With the Angry Birds franchise games now downloaded over 1.7 billion times, it’s all because of a little game launched on the App Store in 2009. Let’s talk with Saara Bergström, VP, Marketing & Communications for Rovio about their history on the App Store.
148Apps: How has the App Store changed the way Rovio does business?
Saara Bergström, VP, Marketing & Communications for Rovio: Angry Birds was Rovio’s first title that was published and marketed directly to the audience. App Store was the obvious way to go about it, which was of course a totally different process from doing business with contractors and operators. App Store was a game changer for the whole mobile industry. App Store made independent publishing mainstream for developers for the first time and apps easily available for consumers. Downloading new software became easy and commonplace.
148Apps: At what point were you sure that the App Store would be a success?
Saara Bergström: A single point is hard if not impossible to pinpoint since there were many contributing factors to it also outside of the App Store. However, it was easy to see the growing popularity of the App Store and how the ecosystem around it started to form very quickly. App Store offered people an easy, one stop shop to get apps, and it levelled the field for independent publishers to get their material out – side-by-side with big publishers. The market has matured from those days and become more professional. The emergence and growth of the whole mobile gaming industry is partly thanks to the ecosystem Apple created with the App Store.
148Apps: What led to Angry Birds being such a success? What made it resonate with users so soundly?

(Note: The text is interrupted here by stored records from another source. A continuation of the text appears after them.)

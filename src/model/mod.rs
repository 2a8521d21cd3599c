//! Records produced by a crawl
//!
//! The orchestrator treats records as opaque beyond [`CrawlRecord`]; the concrete
//! [`Review`] type is what the site extractors produce.

mod review;

pub use review::{Review, ReviewRating};

/// A single extracted unit belonging to exactly one crawl target
pub trait CrawlRecord: Send + std::fmt::Debug {
    /// Identity of the record, unique within its target
    fn record_id(&self) -> &str;

    /// Identifier of the target (e.g. product) the record belongs to
    fn target_id(&self) -> &str;
}

/// Summary information about the crawl target itself
#[derive(Debug, Clone, PartialEq, Default)]
pub struct ProductMetadata {
    pub name: String,

    /// Average rating as displayed by the site, 0.0 when unknown
    pub average_rating: f64,

    /// Total record count as displayed by the site, 0 when unknown
    pub record_count: u64,
}

impl ProductMetadata {
    pub fn new(name: impl Into<String>, average_rating: f64, record_count: u64) -> Self {
        Self {
            name: name.into(),
            average_rating,
            record_count,
        }
    }

    /// Returns true when nothing could be extracted about the target
    pub fn is_unknown(&self) -> bool {
        self.name.is_empty() && self.record_count == 0
    }
}
use super::SiteId;
use crate::{UrlError, UrlResult};
use url::Url;

/// A validated crawl target
#[derive(Debug, Clone, PartialEq, Eq)]
pub struct ProductTarget {
    pub site: SiteId,
    pub product_id: String,
    pub url: Url,
}

impl ProductTarget {
    pub fn new(site: SiteId, product_id: impl Into<String>, url: Url) -> Self {
        Self {
            site,
            product_id: product_id.into(),
            url,
        }
    }
}

/// Normalizes user input into an absolute URL string
///
/// # Normalization Steps
///
/// 1. Trim surrounding whitespace
/// 2. Prepend `https://` when no HTTP(S) scheme is present
///
/// # Examples
///
/// ```
/// use review_harvester::sites::normalize_url;
///
/// assert_eq!(
///     normalize_url("  www.coupang.com/vp/products/1 "),
///     "https://www.coupang.com/vp/products/1"
/// );
/// assert_eq!(normalize_url("http://a.com"), "http://a.com");
/// ```
pub fn normalize_url(input: &str) -> String {
    let trimmed = input.trim();
    let lower = trimmed.to_ascii_lowercase();

    if lower.starts_with("http://") || lower.starts_with("https://") {
        trimmed.to_string()
    } else {
        format!("https://{}", trimmed)
    }
}

fn bare_host(url: &Url) -> Option<String> {
    let host = url.host_str()?.to_lowercase();
    Some(host.strip_prefix("www.").unwrap_or(&host).to_string())
}

fn is_numeric(segment: &str) -> bool {
    !segment.is_empty() && segment.bytes().all(|b| b.is_ascii_digit())
}

/// Identifies the site and product id of a product page URL
///
/// # Recognized Patterns
///
/// - `coupang.com/vp/products/<digits>`
/// - `shopping.naver.com/product/<digits>` and `shopping.naver.com/catalog/<digits>`
///
/// # Returns
///
/// * `Some((site, product_id))` - The URL is a product page of a supported site
/// * `None` - Anything else
pub fn identify_site(url: &Url) -> Option<(SiteId, String)> {
    let host = bare_host(url)?;
    let segments: Vec<&str> = url.path_segments()?.collect();

    match (host.as_str(), segments.as_slice()) {
        ("coupang.com", ["vp", "products", id, ..]) if is_numeric(id) => {
            Some((SiteId::Coupang, id.to_string()))
        }
        ("shopping.naver.com", ["product" | "catalog", id, ..]) if is_numeric(id) => {
            Some((SiteId::Naver, id.to_string()))
        }
        _ => None,
    }
}

fn is_supported_host(host: &str) -> bool {
    host == "coupang.com"
        || host.ends_with(".coupang.com")
        || host == "naver.com"
        || host.ends_with(".naver.com")
}

/// Validates user input as a product page of a supported site
///
/// # Arguments
///
/// * `input` - The raw URL as typed by the user
///
/// # Returns
///
/// * `Ok(ProductTarget)` - Site, product id and normalized URL
/// * `Err(UrlError)` - Empty, malformed, unsupported site or not a product page
///
/// # Examples
///
/// ```
/// use review_harvester::sites::{validate_url, SiteId};
///
/// let target = validate_url("www.coupang.com/vp/products/123456").unwrap();
/// assert_eq!(target.site, SiteId::Coupang);
/// assert_eq!(target.product_id, "123456");
/// ```
pub fn validate_url(input: &str) -> UrlResult<ProductTarget> {
    if input.trim().is_empty() {
        return Err(UrlError::Empty);
    }

    let normalized = normalize_url(input);
    let url = Url::parse(&normalized).map_err(|e| UrlError::Malformed(e.to_string()))?;

    let host = bare_host(&url).ok_or_else(|| UrlError::Malformed(normalized.clone()))?;
    if !host.contains('.') {
        return Err(UrlError::Malformed(normalized));
    }

    if !is_supported_host(&host) {
        return Err(UrlError::UnsupportedSite {
            host,
            supported: SiteId::supported_list(),
        });
    }

    let (site, product_id) =
        identify_site(&url).ok_or_else(|| UrlError::NotProductPage(normalized.clone()))?;

    Ok(ProductTarget {
        site,
        product_id,
        url,
    })
}

/// Canonical product page URL for a site
pub fn product_url(site: SiteId, product_id: &str) -> String {
    match site {
        SiteId::Coupang => format!("https://www.coupang.com/vp/products/{}", product_id),
        SiteId::Naver => format!("https://shopping.naver.com/product/{}", product_id),
    }
}
use std::fmt;
use std::time::Duration;

/// The closed set of failure kinds the crawler can produce
///
/// Kinds form a shallow hierarchy (see [`ErrorKind::lineage`]): for example a
/// `RateLimit` is also an `Http` error, which is also a `Network` error.
#[derive(Debug, Clone, PartialEq, Eq)]
pub enum ErrorKind {
    // ===== Network family =====
    /// Connection or DNS failure
    Network,

    /// A wait-for-condition exceeded its deadline
    Timeout,

    /// Non-success HTTP response
    Http { status_code: u16 },

    /// HTTP 429, optionally with the server-provided wait
    RateLimit { retry_after: Option<Duration> },

    // ===== Parsing family =====
    /// Extraction failed on malformed data
    Parsing,

    /// A required element was missing from the render
    ElementNotFound { selector: String },

    /// A field could not be converted
    InvalidData {
        field_name: String,
        raw_value: Option<String>,
    },

    // ===== Navigation family =====
    /// Page transition failed
    Navigation,

    /// Target page does not exist
    PageNotFound,

    /// Requested page is outside the discovered range
    InvalidPage { requested_page: u32, total_pages: u32 },

    // ===== Resource family =====
    /// Agent/session-level failure
    Resource,

    /// An element handle went stale between lookup and use
    StaleElement,

    /// An element could not be interacted with
    Interaction,

    /// The page agent itself failed
    PageAgent,

    /// Persisting results failed
    Storage,
}

/// Names a node in the error hierarchy
///
/// Retry policies use families to describe which errors are eligible for retry
/// consideration. A family matches its own kind and every kind below it.
#[derive(Debug, Clone, Copy, PartialEq, Eq, Hash)]
pub enum ErrorFamily {
    /// Matches every kind
    Any,
    Network,
    Timeout,
    Http,
    RateLimit,
    Parsing,
    ElementNotFound,
    InvalidData,
    Navigation,
    PageNotFound,
    InvalidPage,
    Resource,
    StaleElement,
    Interaction,
    PageAgent,
    Storage,
}

impl ErrorKind {
    /// Returns this kind's family followed by all of its ancestors
    pub fn lineage(&self) -> &'static [ErrorFamily] {
        use ErrorFamily as F;
        match self {
            Self::Network => &[F::Network],
            Self::Timeout => &[F::Timeout, F::Network],
            Self::Http { .. } => &[F::Http, F::Network],
            Self::RateLimit { .. } => &[F::RateLimit, F::Http, F::Network],
            Self::Parsing => &[F::Parsing],
            Self::ElementNotFound { .. } => &[F::ElementNotFound, F::Parsing],
            Self::InvalidData { .. } => &[F::InvalidData, F::Parsing],
            Self::Navigation => &[F::Navigation],
            Self::PageNotFound => &[F::PageNotFound, F::Navigation],
            Self::InvalidPage { .. } => &[F::InvalidPage, F::Navigation],
            Self::Resource => &[F::Resource],
            Self::StaleElement => &[F::StaleElement, F::PageAgent, F::Resource],
            Self::Interaction => &[F::Interaction, F::PageAgent, F::Resource],
            Self::PageAgent => &[F::PageAgent, F::Resource],
            Self::Storage => &[F::Storage, F::Resource],
        }
    }

    /// Returns true if this kind is `family` or one of its descendants
    pub fn belongs_to(&self, family: ErrorFamily) -> bool {
        family == ErrorFamily::Any || self.lineage().contains(&family)
    }

    pub fn is_network(&self) -> bool {
        self.belongs_to(ErrorFamily::Network)
    }

    pub fn is_parsing(&self) -> bool {
        self.belongs_to(ErrorFamily::Parsing)
    }

    pub fn is_navigation(&self) -> bool {
        self.belongs_to(ErrorFamily::Navigation)
    }

    pub fn is_resource(&self) -> bool {
        self.belongs_to(ErrorFamily::Resource)
    }

    /// HTTP status associated with this kind, if any
    pub fn status_code(&self) -> Option<u16> {
        match self {
            Self::Http { status_code } => Some(*status_code),
            Self::RateLimit { .. } => Some(429),
            _ => None,
        }
    }

    /// Short name used in log lines
    pub fn name(&self) -> &'static str {
        match self {
            Self::Network => "NetworkError",
            Self::Timeout => "TimeoutError",
            Self::Http { .. } => "HttpError",
            Self::RateLimit { .. } => "RateLimitError",
            Self::Parsing => "ParsingError",
            Self::ElementNotFound { .. } => "ElementNotFoundError",
            Self::InvalidData { .. } => "InvalidDataError",
            Self::Navigation => "NavigationError",
            Self::PageNotFound => "PageNotFoundError",
            Self::InvalidPage { .. } => "InvalidPageError",
            Self::Resource => "ResourceError",
            Self::StaleElement => "StaleElementError",
            Self::Interaction => "InteractionError",
            Self::PageAgent => "PageAgentError",
            Self::Storage => "StorageError",
        }
    }
}

impl fmt::Display for ErrorKind {
    fn fmt(&self, f: &mut fmt::Formatter<'_>) -> fmt::Result {
        f.write_str(self.name())
    }
}

#[cfg(test)]
mod tests {
    use super::*;

    #[test]
    fn test_rate_limit_is_http_and_network() {
        let kind = ErrorKind::RateLimit { retry_after: None };
        assert!(kind.belongs_to(ErrorFamily::RateLimit));
        assert!(kind.belongs_to(ErrorFamily::Http));
        assert!(kind.is_network());
        assert!(!kind.is_parsing());
        assert_eq!(kind.status_code(), Some(429));
    }

    #[test]
    fn test_parsing_subkinds() {
        let missing = ErrorKind::ElementNotFound {
            selector: ".review".to_string(),
        };
        let invalid = ErrorKind::InvalidData {
            field_name: "rating".to_string(),
            raw_value: Some("n/a".to_string()),
        };

        assert!(missing.is_parsing());
        assert!(invalid.is_parsing());
        assert!(!missing.belongs_to(ErrorFamily::InvalidData));
    }

    #[test]
    fn test_stale_element_is_resource() {
        assert!(ErrorKind::StaleElement.is_resource());
        assert!(ErrorKind::StaleElement.belongs_to(ErrorFamily::PageAgent));
        assert!(!ErrorKind::StaleElement.is_network());
        assert!(ErrorKind::Storage.is_resource());
    }

    #[test]
    fn test_navigation_subkinds() {
        assert!(ErrorKind::PageNotFound.is_navigation());
        assert!(ErrorKind::InvalidPage {
            requested_page: 7,
            total_pages: 5
        }
        .is_navigation());
        assert!(!ErrorKind::Navigation.belongs_to(ErrorFamily::PageNotFound));
    }

    #[test]
    fn test_any_matches_everything() {
        for kind in [
            ErrorKind::Network,
            ErrorKind::Parsing,
            ErrorKind::Navigation,
            ErrorKind::Storage,
        ] {
            assert!(kind.belongs_to(ErrorFamily::Any));
        }
    }
}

Saara Bergström: The success of Angry Birds is a combination of many factors. First of all, the characters have personality and are immediately recognizable. The whole Rovio team liked them right off the bat. Secondly, from the early days we have had a very fan-focused approach resulting in massively engaged fans which has helped us tremendously to expand our business into other areas outside of games. The third contributing factor is the polished, intuitive gameplay which we achieved through a merciless process of honing and iteration. Finally, the game offers hundreds of hours of fun for a wide demographic.
148Apps: In the five years since launch, the App Store has gone through considerable changes. The number of users has skyrocketed along with downloads, prices for paid apps has stabilized way lower than many expected, free to play has dominated the top grossing charts. If, knowing what you know about the App Store now, you could go back and influence Rovio five years ago, what would you say?
Saara Bergström: I don’t think there’s that much we would change in how we have done our business in the past years. Maybe I would just say: “keep dreaming big!”.
148Apps: Any predictions for what the App Store will be like five years from now?
Saara Bergström: Getting attention was and is of course one of the number one priorities for any developer. When the mobile industry is growing rapidly that challenge prevails. There will probably be new mechanisms and ways for people to find what they are looking for, and for the publishers to reach their target audience and fans.
Many thanks to Saara Bergström for her time.